- [Work required]
Working from the top of the records below, reproduce each line exactly, ending once you have written the line containing "by the caller.".

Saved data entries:
##########
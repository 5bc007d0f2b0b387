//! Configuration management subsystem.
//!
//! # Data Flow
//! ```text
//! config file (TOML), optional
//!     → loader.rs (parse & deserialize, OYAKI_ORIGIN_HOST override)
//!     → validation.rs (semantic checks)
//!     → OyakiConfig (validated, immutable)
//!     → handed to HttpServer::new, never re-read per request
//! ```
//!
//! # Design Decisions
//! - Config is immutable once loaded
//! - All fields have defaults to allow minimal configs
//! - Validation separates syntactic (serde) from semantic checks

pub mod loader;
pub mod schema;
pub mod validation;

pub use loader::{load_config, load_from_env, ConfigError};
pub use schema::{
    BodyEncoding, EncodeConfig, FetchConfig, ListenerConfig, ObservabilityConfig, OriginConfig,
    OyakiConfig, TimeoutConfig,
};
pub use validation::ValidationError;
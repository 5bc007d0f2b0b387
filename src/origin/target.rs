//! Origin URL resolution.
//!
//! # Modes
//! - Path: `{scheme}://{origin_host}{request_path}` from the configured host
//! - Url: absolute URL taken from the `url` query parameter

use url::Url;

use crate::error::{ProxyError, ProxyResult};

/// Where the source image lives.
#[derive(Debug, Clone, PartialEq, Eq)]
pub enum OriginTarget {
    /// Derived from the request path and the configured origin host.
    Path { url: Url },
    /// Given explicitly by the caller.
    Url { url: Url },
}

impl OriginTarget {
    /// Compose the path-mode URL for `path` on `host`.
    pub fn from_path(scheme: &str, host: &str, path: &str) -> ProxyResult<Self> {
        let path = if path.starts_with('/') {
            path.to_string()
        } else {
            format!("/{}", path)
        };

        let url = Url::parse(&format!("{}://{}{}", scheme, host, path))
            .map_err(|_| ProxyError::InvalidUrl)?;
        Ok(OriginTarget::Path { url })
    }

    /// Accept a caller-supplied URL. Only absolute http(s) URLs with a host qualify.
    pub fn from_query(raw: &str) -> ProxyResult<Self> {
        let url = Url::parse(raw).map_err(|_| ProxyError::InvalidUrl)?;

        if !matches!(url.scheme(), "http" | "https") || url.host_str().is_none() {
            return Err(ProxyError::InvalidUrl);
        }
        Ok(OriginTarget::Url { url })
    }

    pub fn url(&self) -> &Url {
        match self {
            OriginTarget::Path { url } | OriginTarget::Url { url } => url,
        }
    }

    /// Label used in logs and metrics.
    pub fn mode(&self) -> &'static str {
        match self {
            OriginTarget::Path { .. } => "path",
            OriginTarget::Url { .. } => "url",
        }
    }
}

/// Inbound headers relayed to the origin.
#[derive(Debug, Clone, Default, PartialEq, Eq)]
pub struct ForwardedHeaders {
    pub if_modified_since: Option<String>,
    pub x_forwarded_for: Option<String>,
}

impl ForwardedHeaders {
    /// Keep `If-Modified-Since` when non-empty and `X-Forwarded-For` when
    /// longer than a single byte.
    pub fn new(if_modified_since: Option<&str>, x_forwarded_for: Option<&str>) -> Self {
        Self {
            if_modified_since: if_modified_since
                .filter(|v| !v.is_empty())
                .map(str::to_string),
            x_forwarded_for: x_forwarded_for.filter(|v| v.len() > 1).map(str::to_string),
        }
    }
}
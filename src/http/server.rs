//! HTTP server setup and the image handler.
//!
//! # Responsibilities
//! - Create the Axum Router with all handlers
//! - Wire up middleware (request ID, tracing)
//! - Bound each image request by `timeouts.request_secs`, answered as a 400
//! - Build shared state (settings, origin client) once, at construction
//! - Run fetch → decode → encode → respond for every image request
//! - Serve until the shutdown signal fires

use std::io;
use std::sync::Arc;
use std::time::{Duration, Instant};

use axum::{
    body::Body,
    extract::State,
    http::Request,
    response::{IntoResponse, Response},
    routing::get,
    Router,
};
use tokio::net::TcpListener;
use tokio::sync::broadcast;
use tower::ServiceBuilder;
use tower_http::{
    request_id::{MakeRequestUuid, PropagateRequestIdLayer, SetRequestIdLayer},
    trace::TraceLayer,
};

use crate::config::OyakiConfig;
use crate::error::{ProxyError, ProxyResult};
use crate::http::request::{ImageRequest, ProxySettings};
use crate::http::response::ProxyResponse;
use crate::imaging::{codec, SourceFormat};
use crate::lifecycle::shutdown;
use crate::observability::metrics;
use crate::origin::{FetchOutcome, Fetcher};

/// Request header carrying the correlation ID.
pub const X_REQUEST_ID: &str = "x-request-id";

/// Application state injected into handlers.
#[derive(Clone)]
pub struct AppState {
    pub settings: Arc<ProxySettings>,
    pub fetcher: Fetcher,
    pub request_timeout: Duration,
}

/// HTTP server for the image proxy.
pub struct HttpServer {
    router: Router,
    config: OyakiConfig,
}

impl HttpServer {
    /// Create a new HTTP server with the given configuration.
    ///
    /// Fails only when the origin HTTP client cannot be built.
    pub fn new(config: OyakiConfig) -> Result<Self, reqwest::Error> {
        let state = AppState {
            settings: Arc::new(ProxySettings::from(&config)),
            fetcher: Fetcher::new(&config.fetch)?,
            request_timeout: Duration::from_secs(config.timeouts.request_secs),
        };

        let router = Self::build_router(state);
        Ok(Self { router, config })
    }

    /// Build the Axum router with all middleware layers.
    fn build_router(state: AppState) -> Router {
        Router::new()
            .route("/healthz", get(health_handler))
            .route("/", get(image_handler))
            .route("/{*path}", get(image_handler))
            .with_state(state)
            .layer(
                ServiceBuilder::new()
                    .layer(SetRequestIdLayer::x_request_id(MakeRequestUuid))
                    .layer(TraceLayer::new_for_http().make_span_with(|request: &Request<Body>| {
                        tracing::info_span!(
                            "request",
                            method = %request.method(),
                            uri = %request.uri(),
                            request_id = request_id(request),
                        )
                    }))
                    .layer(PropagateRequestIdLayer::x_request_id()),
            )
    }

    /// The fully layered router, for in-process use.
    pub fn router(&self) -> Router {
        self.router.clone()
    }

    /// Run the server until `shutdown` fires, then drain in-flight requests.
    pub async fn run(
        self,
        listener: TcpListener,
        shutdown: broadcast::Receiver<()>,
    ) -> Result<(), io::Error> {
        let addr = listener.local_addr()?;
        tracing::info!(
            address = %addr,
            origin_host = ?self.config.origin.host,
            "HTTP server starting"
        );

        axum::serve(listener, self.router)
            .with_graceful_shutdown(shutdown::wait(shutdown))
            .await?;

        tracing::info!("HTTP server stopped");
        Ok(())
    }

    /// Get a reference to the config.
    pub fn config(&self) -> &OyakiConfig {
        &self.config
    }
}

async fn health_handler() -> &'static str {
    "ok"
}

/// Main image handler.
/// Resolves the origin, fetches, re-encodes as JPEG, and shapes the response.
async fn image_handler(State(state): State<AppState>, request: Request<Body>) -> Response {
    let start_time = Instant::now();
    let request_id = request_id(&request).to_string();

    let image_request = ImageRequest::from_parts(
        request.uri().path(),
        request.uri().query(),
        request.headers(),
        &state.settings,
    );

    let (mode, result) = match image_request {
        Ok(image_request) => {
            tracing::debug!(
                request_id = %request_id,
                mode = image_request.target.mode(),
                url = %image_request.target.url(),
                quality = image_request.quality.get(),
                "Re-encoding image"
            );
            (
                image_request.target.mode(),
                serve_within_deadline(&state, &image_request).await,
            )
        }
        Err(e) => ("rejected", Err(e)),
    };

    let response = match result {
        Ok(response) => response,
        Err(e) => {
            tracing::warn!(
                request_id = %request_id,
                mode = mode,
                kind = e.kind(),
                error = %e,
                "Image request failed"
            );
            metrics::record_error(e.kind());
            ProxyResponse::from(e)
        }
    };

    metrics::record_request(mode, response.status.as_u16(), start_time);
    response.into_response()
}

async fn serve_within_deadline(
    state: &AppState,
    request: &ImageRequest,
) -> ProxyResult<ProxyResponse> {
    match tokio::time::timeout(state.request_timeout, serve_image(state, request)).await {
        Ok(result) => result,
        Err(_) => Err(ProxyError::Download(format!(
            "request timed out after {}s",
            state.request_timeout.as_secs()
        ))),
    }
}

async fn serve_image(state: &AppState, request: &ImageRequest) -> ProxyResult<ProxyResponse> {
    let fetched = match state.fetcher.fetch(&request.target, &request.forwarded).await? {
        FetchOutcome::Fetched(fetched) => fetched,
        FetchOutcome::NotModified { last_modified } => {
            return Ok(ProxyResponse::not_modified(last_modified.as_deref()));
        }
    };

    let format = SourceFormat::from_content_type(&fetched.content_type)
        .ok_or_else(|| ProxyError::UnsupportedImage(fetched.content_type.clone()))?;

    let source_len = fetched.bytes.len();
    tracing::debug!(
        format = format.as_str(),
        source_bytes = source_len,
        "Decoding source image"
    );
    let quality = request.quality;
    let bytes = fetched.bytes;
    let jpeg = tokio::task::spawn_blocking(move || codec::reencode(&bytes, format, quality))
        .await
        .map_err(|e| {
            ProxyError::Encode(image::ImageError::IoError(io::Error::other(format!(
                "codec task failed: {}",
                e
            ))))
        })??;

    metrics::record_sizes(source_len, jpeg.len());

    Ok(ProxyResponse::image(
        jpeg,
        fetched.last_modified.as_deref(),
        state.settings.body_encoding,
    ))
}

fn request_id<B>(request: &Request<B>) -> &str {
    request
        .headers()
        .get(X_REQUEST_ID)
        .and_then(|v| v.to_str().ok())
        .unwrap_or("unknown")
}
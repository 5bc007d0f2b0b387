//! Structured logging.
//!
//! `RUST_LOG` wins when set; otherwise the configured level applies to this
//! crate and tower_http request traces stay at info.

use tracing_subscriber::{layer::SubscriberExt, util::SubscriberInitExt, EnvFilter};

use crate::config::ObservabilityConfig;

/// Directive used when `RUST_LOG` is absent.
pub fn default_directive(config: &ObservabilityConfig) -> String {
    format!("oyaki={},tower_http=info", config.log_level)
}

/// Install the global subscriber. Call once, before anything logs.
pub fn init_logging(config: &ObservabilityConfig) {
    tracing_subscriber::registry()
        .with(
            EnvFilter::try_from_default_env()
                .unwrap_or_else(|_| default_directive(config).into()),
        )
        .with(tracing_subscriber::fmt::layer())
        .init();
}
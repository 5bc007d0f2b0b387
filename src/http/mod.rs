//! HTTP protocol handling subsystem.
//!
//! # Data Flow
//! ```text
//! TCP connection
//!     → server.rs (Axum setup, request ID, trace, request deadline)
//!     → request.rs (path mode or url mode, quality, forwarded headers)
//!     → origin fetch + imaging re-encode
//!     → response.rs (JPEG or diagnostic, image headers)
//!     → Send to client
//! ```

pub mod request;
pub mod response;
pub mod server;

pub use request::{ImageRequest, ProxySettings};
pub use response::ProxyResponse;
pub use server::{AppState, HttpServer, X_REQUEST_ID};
##########
- [Task output]
repository 5bc007d0f2b0b387
//! Configuration management subsystem.
//!
//! # Data Flow
//! ```text
//! config file (TOML), optional
//!     → loader.rs (parse & deserialize, OYAKI_ORIGIN_HOST override)
//!     → validation.rs (semantic checks)
//!     → OyakiConfig (validated, immutable)
//!     → handed to HttpServer::new, never re-read per request
//! ```
//!
//! # Design Decisions
//! - Config is immutable once loaded
//! - All fields have defaults to allow minimal configs
//! - Validation separates syntactic (serde) from semantic checks

pub mod loader;
pub mod schema;
pub mod validation;

pub use loader::{load_config, load_from_env, ConfigError};
pub use schema::{
    BodyEncoding, EncodeConfig, FetchConfig, ListenerConfig, ObservabilityConfig, OriginConfig,
    OyakiConfig, TimeoutConfig,
};
pub use validation::ValidationError;
repository 5bc007d0f2b0b387
filename src/origin/target.rs
//! Origin URL resolution.
//!
//! # Modes
//! - Path: `{scheme}://{origin_host}{request_path}` from the configured host
//! - Url: absolute URL taken from the `url` query parameter

use url::Url;

use crate::error::{ProxyError, ProxyResult};

/// Where the source image lives.
#[derive(Debug, Clone, PartialEq, Eq)]
pub enum OriginTarget {
    /// Derived from the request path and the configured origin host.
    Path { url: Url },
    /// Given explicitly by the caller.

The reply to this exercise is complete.